Nature cell biology (2018-11-07)
Brittany C Michel, Andrew R D'Avino, Seth H Cassel, Nazar Mashtalir, Zachary M McKenzie, Matthew J McBride, Alfredo M Valencia, Qianhe Zhou, Michael Bocker, Luis M M Soares, Joshua Pan, David I Remillard, Caleb A Lareau, Hayley J Zullow, Nora Fortoul, Nathanael S Gray, James E Bradner, Ho Man Chan, Cigall Kadoch
ABSTRAKT

Mammalian SWI/SNF chromatin remodelling complexes exist in three distinct, final-form assemblies: canonical BAF (cBAF), PBAF and a newly characterized non-canonical complex (ncBAF).

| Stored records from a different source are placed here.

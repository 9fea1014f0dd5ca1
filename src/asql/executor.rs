// Copyright Polysql, Inc. All rights reserved.
//
// Use of this software is governed by the Business Source License
// included in the LICENSE file at the root of this repository.
//
// As of the Change Date specified in that file, in accordance with
// the Business Source License, use of this software will be governed
// by the Apache License, Version 2.0.

use std::sync::Arc;

use tracing::{debug, error, instrument};

use crate::database_error::{DatabaseError, WithContext};
use crate::sql::SQLParam;
use crate::sql::connect::{DatabaseConnection, QueryResponse};
use crate::sql::expression_builder::ExpressionBuilder;
use crate::sql::insert::Returning;
use crate::sql::physical_table::PhysicalTable;

use super::insert_builder::InsertBuilder;
use super::listener::{InsertListener, broadcast_after_insert, broadcast_before_insert};
use super::value::{ColumnValue, ValueSet};

/// The outcome of one executed insert.
#[derive(Debug)]
pub struct InsertResult {
    /// Raw driver response
    pub raw: QueryResponse,
    /// Per row, the returned/generated column values (empty when the dialect
    /// returned nothing or entity update was off)
    pub generated: Vec<ValueSet>,
    /// The input records, rehydrated from returned rows when entity update
    /// is enabled
    pub records: Vec<ValueSet>,
}

/// A connection the executor runs on. Only an `Owned` connection, acquired by
/// the executor itself, is ever released by it.
pub(crate) enum ConnectionHandle<'a> {
    Supplied(&'a mut dyn DatabaseConnection),
    Owned(Box<dyn DatabaseConnection>),
}

impl ConnectionHandle<'_> {
    fn conn(&mut self) -> &mut dyn DatabaseConnection {
        match self {
            ConnectionHandle::Supplied(conn) => *conn,
            ConnectionHandle::Owned(conn) => conn.as_mut(),
        }
    }

    fn is_owned(&self) -> bool {
        matches!(self, ConnectionHandle::Owned(_))
    }
}

#[instrument(name = "executor::execute", skip_all)]
pub(crate) async fn execute(
    builder: InsertBuilder<'_>,
    mut handle: ConnectionHandle<'_>,
) -> Result<InsertResult, DatabaseError> {
    let result = execute_on(builder, handle.conn()).await;

    if handle.is_owned() {
        if let Err(release_err) = handle.conn().release().await {
            error!("Failed to release connection: {release_err}");
        }
    }

    result
}

async fn execute_on(
    builder: InsertBuilder<'_>,
    conn: &mut dyn DatabaseConnection,
) -> Result<InsertResult, DatabaseError> {
    // Fails fast, before any transaction work or I/O
    builder.resolved_value_sets()?;

    if conn.dialect().family() != builder.dialect.family() {
        return Err(DatabaseError::Validation(format!(
            "Statement was built for {} but the connection speaks {}",
            builder.dialect.family(),
            conn.dialect().family()
        )));
    }

    // Extra returning columns needed for rehydration are computed before
    // execution
    let returning = widen_returning(&builder);
    let insert = builder.build_insert(returning.as_ref())?;
    let (statement, params) = insert.to_sql(builder.dialect);

    let InsertBuilder {
        target,
        value_sets,
        use_transaction,
        call_listeners,
        update_entity,
        listeners,
        ..
    } = builder;
    let metadata = target.metadata();

    let owns_transaction = use_transaction && !conn.is_transaction_active();
    if owns_transaction {
        conn.start_transaction()
            .await
            .with_context("Failed to start insert transaction:".into())?;
    }

    let result = run_stages(
        conn,
        metadata,
        value_sets,
        &statement,
        &params,
        call_listeners,
        update_entity,
        &listeners,
    )
    .await;

    match result {
        Ok(result) => {
            if owns_transaction {
                if let Err(commit_err) = conn.commit().await {
                    if let Err(rollback_err) = conn.rollback().await {
                        error!("Failed to roll back insert transaction: {rollback_err}");
                    }
                    return Err(commit_err);
                }
            }
            Ok(result)
        }
        Err(err) => {
            // Best effort; the original failure must still propagate
            if owns_transaction {
                if let Err(rollback_err) = conn.rollback().await {
                    error!("Failed to roll back insert transaction: {rollback_err}");
                }
            }
            Err(err)
        }
    }
}

#[allow(clippy::too_many_arguments)]
async fn run_stages(
    conn: &mut dyn DatabaseConnection,
    metadata: Option<&PhysicalTable>,
    value_sets: Vec<ValueSet>,
    statement: &str,
    params: &[(String, SQLParam)],
    call_listeners: bool,
    update_entity: bool,
    listeners: &[Arc<dyn InsertListener>],
) -> Result<InsertResult, DatabaseError> {
    if call_listeners && !listeners.is_empty() {
        if let Some(metadata) = metadata {
            broadcast_before_insert(listeners, metadata, &value_sets).await?;
        }
    }

    debug!("Executing SQL operation: {statement}");
    let raw = conn.execute(statement, params).await.map_err(|err| {
        error!("Failed to execute insert: {err:?}");
        err
    })?;

    let mut records = value_sets;
    let mut generated: Vec<ValueSet> = vec![ValueSet::new(); records.len()];

    if update_entity && metadata.is_some() {
        apply_returned_rows(&raw, &mut records, &mut generated);
    }

    if call_listeners && !listeners.is_empty() {
        if let Some(metadata) = metadata {
            broadcast_after_insert(listeners, metadata, &records).await?;
        }
    }

    Ok(InsertResult {
        raw,
        generated,
        records,
    })
}

/// Rehydration needs the full set of generated columns back, not just what
/// the caller asked for. Returns the caller's returning request widened with
/// every generated, version, or defaulted column, when the dialect can
/// express a returning clause at all.
fn widen_returning(builder: &InsertBuilder) -> Option<Returning> {
    let base = builder.returning.clone();

    if !builder.update_entity || !builder.dialect.supports_returning() {
        return base;
    }
    let Some(metadata) = builder.target.metadata() else {
        return base;
    };

    let mut columns = match base {
        Some(Returning::Raw(raw)) => return Some(Returning::Raw(raw)),
        Some(Returning::Columns(columns)) => columns,
        None => vec![],
    };

    let extra: Vec<_> = metadata
        .columns
        .iter()
        .filter(|column| {
            (column.is_generated() || column.is_version || column.default_value.is_some())
                && !columns.contains(&column.name)
        })
        .map(|column| column.name.clone())
        .collect();
    columns.extend(extra);

    if columns.is_empty() {
        None
    } else {
        Some(Returning::Columns(columns))
    }
}

/// Map returned rows back onto the input records, positionally by row.
fn apply_returned_rows(
    raw: &QueryResponse,
    records: &mut [ValueSet],
    generated: &mut [ValueSet],
) {
    if raw.rows.len() != records.len() {
        return;
    }

    for (row_index, row) in raw.rows.iter().enumerate() {
        for (column_name, value) in row {
            generated[row_index]
                .insert(column_name.clone(), ColumnValue::Scalar(value.clone()));
            records[row_index].insert(column_name.clone(), ColumnValue::Scalar(value.clone()));
        }
    }
}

However, their complex-specific targeting on chromatin, functions and roles in disease remain largely undefined. Here, we comprehensively mapped complex assemblies on chromatin and found that ncBAF complexes uniquely localize to CTCF sites and promoters. We identified ncBAF subunits as synthetic lethal targets specific to synovial sarcoma and malignant rhabdoid tumours, which both exhibit cBAF complex (SMARCB1 subunit) perturbation. Chemical and biological depletion of the ncBAF subunit, BRD9, rapidly attenuates synovial sarcoma and malignant rhabdoid tumour cell proliferation. Importantly, in cBAF-perturbed cancers, ncBAF complexes maintain gene expression at retained CTCF-promoter sites and function in a manner distinct from fusion oncoprotein-bound complexes. Together, these findings unmask the unique targeting and functional roles of ncBAF complexes and present new cancer-specific therapeutic targets.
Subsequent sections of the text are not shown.